Within the entries below, find the portion that opens with the line containing "prompts and dashboards" and closes with the line containing "bin or container". Retype that portion exactly and only.

== Segment start ==

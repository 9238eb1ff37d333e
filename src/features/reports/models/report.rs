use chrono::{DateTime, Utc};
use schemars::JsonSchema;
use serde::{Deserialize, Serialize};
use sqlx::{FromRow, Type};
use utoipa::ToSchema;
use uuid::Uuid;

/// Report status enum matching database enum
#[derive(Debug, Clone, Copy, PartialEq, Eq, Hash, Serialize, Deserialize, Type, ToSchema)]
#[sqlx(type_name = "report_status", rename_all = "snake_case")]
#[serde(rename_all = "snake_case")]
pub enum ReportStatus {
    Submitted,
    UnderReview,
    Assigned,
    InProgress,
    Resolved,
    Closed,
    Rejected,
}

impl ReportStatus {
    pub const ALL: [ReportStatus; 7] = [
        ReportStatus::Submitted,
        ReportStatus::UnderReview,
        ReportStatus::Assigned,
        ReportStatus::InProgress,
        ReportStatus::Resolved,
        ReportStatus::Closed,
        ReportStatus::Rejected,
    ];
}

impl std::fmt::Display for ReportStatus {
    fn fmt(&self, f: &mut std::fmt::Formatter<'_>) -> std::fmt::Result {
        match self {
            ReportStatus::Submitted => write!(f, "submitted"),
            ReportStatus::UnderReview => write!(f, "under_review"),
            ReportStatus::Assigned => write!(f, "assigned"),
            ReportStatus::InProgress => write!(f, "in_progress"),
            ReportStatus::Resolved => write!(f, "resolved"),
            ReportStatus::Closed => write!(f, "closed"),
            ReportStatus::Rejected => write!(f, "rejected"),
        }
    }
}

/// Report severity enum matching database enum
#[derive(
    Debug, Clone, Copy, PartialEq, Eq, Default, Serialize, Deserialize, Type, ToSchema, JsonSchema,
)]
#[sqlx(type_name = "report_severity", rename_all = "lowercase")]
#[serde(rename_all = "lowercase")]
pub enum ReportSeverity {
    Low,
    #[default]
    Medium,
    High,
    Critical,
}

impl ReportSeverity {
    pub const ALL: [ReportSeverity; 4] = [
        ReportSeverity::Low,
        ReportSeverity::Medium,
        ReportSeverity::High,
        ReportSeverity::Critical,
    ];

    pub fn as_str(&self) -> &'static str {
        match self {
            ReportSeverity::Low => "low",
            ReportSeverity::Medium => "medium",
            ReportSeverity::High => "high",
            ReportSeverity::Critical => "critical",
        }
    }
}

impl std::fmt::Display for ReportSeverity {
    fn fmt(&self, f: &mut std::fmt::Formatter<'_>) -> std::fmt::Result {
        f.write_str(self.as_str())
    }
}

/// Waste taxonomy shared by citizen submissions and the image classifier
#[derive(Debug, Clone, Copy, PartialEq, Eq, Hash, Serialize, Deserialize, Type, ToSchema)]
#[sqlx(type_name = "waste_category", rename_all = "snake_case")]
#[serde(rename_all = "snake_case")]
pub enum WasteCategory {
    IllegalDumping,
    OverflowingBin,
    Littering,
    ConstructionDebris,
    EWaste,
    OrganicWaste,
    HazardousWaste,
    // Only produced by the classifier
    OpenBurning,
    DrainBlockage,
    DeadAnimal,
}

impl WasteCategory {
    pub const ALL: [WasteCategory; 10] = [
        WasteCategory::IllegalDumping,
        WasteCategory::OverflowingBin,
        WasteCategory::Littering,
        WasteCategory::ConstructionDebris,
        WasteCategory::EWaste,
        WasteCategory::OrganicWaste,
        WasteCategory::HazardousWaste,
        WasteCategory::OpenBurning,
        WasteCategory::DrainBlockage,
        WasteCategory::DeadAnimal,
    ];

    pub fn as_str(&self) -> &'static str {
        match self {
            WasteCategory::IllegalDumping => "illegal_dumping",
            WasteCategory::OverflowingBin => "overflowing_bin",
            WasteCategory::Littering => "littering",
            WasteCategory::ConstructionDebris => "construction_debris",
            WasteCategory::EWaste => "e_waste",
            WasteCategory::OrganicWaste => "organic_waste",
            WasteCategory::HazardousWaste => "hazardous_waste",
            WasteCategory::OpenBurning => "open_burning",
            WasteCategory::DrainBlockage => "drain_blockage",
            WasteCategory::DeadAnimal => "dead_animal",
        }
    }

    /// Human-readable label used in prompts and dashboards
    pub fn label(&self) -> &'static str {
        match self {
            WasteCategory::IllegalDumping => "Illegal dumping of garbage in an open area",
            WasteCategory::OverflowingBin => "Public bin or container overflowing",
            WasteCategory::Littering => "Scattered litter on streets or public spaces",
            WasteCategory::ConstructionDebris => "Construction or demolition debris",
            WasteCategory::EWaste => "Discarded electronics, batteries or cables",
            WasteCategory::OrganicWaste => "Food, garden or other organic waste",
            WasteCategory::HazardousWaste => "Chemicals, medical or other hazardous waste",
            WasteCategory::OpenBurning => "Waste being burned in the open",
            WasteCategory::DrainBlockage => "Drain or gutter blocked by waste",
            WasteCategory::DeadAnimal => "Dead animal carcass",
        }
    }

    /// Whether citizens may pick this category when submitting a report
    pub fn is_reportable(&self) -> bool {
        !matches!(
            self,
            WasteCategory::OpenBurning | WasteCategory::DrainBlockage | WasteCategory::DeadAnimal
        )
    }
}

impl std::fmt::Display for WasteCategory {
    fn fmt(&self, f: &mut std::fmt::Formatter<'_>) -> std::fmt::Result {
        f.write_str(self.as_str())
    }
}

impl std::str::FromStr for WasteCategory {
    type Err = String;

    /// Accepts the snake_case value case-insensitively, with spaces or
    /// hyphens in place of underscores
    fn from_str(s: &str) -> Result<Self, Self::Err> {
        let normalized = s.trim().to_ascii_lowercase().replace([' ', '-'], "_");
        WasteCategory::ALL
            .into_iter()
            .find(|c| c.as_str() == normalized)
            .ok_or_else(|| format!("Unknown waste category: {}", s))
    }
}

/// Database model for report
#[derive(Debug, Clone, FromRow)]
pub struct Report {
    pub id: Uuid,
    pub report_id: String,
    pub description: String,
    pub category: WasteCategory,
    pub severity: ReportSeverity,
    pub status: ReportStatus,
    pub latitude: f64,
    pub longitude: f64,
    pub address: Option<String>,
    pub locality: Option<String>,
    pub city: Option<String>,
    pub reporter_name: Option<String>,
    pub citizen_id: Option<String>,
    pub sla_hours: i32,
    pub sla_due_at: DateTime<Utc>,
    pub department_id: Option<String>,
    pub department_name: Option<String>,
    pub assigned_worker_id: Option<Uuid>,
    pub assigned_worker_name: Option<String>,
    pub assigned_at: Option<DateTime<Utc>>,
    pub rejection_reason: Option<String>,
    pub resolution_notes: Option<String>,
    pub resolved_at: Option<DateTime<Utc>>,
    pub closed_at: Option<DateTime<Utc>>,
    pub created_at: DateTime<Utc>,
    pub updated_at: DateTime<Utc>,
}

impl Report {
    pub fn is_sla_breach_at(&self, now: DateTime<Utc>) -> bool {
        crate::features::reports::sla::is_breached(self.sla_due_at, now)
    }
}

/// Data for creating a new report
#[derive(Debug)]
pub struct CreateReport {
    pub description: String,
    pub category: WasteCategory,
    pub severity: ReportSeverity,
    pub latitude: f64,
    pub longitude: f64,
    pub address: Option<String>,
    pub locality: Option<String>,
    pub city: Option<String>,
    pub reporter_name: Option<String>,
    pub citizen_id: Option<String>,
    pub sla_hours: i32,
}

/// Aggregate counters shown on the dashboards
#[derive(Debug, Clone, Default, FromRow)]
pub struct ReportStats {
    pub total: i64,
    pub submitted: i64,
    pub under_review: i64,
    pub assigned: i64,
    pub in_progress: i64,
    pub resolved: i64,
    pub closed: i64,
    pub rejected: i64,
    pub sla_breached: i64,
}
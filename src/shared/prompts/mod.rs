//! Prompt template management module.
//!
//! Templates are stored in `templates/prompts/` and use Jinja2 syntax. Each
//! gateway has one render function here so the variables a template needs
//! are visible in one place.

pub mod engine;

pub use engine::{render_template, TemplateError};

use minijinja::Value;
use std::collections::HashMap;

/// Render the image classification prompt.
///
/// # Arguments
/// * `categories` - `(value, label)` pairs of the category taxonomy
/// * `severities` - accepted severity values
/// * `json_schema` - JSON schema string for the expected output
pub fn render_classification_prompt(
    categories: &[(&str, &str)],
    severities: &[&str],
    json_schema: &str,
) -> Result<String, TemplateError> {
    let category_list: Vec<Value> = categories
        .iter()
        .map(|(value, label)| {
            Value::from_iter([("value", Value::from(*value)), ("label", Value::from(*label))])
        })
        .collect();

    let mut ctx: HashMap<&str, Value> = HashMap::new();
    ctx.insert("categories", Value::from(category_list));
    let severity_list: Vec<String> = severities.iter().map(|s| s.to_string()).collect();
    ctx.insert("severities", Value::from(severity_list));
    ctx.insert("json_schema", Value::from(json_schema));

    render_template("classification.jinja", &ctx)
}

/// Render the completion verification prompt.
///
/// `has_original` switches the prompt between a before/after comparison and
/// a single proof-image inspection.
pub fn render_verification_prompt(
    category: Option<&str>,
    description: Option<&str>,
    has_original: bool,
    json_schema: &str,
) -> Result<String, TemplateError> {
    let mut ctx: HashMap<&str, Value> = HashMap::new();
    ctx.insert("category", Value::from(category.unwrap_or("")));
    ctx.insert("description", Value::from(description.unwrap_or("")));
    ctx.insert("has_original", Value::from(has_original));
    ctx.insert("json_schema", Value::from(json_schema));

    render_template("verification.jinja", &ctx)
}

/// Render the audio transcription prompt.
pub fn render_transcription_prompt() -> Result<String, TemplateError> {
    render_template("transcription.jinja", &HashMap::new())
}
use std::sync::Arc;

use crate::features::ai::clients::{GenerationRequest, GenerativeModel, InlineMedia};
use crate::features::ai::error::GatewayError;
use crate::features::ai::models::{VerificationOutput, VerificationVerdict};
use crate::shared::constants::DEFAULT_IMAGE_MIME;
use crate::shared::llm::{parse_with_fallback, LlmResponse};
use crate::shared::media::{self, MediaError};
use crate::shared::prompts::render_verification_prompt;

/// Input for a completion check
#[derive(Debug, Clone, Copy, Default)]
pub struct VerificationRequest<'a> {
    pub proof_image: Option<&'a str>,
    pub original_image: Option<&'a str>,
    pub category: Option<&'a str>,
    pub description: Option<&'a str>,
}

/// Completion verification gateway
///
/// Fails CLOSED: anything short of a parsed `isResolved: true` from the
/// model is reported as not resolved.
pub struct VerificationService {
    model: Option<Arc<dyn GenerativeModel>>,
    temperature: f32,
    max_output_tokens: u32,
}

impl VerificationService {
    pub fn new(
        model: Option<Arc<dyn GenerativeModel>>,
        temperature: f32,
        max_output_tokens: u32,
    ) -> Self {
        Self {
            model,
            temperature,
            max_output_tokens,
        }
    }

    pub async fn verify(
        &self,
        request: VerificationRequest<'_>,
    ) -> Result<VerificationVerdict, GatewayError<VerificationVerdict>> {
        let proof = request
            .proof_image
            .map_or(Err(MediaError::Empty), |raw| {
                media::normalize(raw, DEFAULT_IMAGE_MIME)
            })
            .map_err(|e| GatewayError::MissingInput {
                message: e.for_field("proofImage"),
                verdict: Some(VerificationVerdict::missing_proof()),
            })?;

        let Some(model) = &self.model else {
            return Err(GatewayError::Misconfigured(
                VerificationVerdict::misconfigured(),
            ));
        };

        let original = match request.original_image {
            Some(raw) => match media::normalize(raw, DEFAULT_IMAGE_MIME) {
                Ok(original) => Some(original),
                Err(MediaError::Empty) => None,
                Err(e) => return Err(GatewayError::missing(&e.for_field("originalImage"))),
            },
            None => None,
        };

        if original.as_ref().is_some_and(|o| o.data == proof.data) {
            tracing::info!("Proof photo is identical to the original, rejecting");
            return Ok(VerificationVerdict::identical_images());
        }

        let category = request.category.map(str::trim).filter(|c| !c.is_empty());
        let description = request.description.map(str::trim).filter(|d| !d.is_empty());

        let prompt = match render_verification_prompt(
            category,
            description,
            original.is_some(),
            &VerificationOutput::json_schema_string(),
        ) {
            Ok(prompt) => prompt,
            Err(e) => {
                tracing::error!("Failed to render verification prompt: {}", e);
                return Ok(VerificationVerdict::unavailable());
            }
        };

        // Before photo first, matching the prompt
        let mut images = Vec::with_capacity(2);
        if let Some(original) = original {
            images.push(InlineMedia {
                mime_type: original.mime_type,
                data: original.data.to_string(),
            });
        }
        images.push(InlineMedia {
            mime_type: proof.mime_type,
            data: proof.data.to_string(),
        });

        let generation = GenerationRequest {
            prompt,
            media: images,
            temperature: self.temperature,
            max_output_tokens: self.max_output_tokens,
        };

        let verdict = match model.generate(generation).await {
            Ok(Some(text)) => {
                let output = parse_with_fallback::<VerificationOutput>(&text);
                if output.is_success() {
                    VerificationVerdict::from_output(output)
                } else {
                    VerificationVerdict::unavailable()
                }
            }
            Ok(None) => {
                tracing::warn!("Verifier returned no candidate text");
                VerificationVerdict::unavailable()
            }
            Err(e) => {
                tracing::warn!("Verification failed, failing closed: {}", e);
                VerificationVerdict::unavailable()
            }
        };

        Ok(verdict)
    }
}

== Segment end ==

Response to the task:
    /// Human-readable label used in prompts and dashboards
    pub fn label(&self) -> &'static str {
        match self {
            WasteCategory::IllegalDumping => "Illegal dumping of garbage in an open area",
            WasteCategory::OverflowingBin => "Public bin or container overflowing",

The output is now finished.